## [WHAT IS BEING ASKED]
Only the lines with the string "rusqlite" are needed; return each of them from the entries below.

[Saved data entries]
▬▬▬▬▬▬
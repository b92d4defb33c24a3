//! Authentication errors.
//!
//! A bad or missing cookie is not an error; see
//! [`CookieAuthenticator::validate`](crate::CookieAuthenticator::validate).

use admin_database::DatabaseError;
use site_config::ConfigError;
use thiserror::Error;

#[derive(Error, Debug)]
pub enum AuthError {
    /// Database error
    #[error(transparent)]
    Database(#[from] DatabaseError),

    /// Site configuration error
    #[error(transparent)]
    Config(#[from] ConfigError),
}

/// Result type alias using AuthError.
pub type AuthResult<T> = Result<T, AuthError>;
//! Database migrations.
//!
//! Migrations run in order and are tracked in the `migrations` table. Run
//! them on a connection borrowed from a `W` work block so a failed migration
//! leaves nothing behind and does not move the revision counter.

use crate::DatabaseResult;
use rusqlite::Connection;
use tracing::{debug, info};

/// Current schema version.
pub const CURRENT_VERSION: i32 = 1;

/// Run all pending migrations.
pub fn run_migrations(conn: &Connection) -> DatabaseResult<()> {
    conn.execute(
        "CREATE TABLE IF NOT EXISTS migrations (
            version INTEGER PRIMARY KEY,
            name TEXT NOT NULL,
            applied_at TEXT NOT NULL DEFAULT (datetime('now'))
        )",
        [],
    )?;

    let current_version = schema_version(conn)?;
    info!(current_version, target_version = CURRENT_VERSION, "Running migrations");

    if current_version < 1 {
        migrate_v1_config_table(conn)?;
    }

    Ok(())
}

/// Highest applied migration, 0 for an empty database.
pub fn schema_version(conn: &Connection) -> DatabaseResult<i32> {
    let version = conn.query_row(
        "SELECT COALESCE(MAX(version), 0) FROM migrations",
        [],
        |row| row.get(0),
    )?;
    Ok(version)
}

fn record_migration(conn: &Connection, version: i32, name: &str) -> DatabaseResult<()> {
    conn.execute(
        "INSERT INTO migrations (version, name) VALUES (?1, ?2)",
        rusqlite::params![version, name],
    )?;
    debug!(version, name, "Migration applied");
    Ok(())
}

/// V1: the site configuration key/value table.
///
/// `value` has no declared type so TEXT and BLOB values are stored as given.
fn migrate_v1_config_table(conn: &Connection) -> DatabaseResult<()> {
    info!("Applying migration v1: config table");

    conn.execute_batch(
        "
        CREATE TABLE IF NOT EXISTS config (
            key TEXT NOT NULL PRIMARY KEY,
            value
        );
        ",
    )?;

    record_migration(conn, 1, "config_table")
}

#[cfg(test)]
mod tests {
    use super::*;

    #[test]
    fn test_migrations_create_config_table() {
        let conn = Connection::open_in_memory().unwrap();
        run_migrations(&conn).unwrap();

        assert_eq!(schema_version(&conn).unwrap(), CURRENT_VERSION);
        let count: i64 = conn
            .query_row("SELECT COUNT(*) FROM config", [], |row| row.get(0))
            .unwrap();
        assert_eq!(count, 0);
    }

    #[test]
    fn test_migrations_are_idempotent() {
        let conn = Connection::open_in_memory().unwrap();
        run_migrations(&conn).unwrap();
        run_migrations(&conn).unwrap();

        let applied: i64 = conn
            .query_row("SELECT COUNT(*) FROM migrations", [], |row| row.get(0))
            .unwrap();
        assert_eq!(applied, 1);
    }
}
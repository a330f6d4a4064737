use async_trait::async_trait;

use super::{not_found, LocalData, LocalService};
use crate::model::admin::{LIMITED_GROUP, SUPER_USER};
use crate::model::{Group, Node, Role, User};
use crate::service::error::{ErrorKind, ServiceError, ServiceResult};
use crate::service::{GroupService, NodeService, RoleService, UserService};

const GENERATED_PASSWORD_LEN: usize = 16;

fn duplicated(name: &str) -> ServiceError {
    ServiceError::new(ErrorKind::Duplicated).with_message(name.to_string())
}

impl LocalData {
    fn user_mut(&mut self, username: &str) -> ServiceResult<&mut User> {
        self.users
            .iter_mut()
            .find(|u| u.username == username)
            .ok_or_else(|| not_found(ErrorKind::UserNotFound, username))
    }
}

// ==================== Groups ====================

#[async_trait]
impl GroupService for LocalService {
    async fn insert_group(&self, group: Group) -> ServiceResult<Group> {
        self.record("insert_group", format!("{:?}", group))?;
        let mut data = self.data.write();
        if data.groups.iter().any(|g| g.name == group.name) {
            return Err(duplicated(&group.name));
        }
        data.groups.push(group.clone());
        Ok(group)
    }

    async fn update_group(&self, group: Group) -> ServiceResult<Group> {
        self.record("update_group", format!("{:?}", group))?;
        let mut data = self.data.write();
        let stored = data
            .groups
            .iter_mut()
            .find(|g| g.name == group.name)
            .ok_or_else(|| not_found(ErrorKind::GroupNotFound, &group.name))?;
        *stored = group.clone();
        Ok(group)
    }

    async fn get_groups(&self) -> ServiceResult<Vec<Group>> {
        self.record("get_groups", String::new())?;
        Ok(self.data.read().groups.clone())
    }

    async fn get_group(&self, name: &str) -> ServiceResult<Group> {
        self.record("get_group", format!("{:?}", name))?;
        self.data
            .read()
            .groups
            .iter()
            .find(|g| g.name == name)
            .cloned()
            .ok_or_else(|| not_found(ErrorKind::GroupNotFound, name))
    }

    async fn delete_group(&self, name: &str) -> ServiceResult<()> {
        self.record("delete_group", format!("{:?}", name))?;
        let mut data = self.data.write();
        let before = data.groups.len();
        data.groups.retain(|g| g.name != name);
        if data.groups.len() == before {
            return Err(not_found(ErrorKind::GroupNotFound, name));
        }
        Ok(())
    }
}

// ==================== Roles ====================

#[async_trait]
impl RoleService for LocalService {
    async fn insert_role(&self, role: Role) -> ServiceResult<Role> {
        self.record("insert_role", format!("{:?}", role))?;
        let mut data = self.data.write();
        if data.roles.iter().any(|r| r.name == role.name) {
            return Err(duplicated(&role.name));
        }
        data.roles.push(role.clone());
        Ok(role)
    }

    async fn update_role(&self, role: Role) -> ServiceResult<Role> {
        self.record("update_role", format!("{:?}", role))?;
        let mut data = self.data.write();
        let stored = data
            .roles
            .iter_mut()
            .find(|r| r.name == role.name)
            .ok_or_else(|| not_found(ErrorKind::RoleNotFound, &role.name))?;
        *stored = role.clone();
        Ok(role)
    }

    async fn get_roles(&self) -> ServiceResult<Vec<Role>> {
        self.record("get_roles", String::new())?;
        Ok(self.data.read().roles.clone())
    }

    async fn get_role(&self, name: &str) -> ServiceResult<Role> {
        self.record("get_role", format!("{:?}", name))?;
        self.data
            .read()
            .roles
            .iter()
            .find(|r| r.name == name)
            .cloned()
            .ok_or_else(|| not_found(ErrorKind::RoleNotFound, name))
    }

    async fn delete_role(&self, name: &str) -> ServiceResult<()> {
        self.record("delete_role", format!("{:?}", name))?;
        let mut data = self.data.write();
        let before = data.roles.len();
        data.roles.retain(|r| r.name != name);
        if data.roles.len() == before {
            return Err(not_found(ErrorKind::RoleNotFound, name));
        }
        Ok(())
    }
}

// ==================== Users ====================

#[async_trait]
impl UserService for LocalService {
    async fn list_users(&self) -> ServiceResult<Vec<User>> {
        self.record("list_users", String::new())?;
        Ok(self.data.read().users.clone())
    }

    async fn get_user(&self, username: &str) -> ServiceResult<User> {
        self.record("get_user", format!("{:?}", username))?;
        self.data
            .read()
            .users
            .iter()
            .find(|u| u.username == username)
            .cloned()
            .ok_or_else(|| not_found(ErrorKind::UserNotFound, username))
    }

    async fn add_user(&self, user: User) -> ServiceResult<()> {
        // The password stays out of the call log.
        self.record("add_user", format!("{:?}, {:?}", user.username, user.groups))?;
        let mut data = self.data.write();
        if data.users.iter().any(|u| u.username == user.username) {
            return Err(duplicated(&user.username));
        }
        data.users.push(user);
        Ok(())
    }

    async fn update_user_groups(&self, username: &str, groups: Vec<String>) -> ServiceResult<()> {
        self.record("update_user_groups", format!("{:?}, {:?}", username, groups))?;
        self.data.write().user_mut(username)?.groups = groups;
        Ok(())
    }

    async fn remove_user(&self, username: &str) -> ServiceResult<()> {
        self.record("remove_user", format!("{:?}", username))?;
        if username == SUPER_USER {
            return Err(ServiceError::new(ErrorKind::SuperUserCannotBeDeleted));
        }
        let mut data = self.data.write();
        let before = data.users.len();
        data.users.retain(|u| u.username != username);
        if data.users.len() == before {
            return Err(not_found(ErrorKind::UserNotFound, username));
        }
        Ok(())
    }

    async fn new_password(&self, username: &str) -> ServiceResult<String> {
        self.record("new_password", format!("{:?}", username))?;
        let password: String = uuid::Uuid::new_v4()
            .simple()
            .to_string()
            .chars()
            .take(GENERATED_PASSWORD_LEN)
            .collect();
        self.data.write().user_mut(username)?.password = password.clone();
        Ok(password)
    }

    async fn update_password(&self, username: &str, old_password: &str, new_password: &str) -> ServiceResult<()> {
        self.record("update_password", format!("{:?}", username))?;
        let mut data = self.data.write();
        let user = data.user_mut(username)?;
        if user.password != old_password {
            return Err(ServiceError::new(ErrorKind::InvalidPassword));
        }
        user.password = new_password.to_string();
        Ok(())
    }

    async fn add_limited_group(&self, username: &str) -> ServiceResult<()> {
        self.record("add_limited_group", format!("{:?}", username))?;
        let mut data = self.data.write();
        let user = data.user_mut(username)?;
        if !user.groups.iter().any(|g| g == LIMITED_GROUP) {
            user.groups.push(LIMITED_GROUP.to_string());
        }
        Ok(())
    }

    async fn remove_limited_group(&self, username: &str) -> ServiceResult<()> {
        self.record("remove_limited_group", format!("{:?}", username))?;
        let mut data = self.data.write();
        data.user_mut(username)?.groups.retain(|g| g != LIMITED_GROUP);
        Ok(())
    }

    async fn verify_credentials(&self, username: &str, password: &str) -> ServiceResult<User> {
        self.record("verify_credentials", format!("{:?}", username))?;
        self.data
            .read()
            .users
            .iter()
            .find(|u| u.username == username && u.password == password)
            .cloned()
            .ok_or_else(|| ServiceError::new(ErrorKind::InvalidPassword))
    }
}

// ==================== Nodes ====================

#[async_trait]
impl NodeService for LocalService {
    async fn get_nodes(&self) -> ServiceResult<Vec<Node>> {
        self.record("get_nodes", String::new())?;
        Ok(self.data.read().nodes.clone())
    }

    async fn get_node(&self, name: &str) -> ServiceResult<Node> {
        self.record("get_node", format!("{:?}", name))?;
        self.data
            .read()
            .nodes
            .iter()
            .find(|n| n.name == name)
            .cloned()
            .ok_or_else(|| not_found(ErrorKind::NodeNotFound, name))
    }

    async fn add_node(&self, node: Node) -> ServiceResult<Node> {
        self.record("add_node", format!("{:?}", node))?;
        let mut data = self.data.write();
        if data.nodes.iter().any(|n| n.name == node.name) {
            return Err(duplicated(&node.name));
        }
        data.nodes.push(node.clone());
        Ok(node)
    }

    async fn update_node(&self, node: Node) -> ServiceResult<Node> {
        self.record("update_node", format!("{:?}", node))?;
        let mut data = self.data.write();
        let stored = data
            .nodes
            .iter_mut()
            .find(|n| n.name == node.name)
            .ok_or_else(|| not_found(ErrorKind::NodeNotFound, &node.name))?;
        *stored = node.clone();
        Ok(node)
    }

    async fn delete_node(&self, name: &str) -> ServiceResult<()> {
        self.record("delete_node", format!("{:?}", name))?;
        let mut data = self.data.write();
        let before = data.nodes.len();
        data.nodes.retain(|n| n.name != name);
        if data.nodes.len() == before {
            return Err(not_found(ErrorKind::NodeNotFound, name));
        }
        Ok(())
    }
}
▬▬▬▬▬▬
## [WRITTEN ANSWER]
use rusqlite::Connection;
        rusqlite::params![version, name],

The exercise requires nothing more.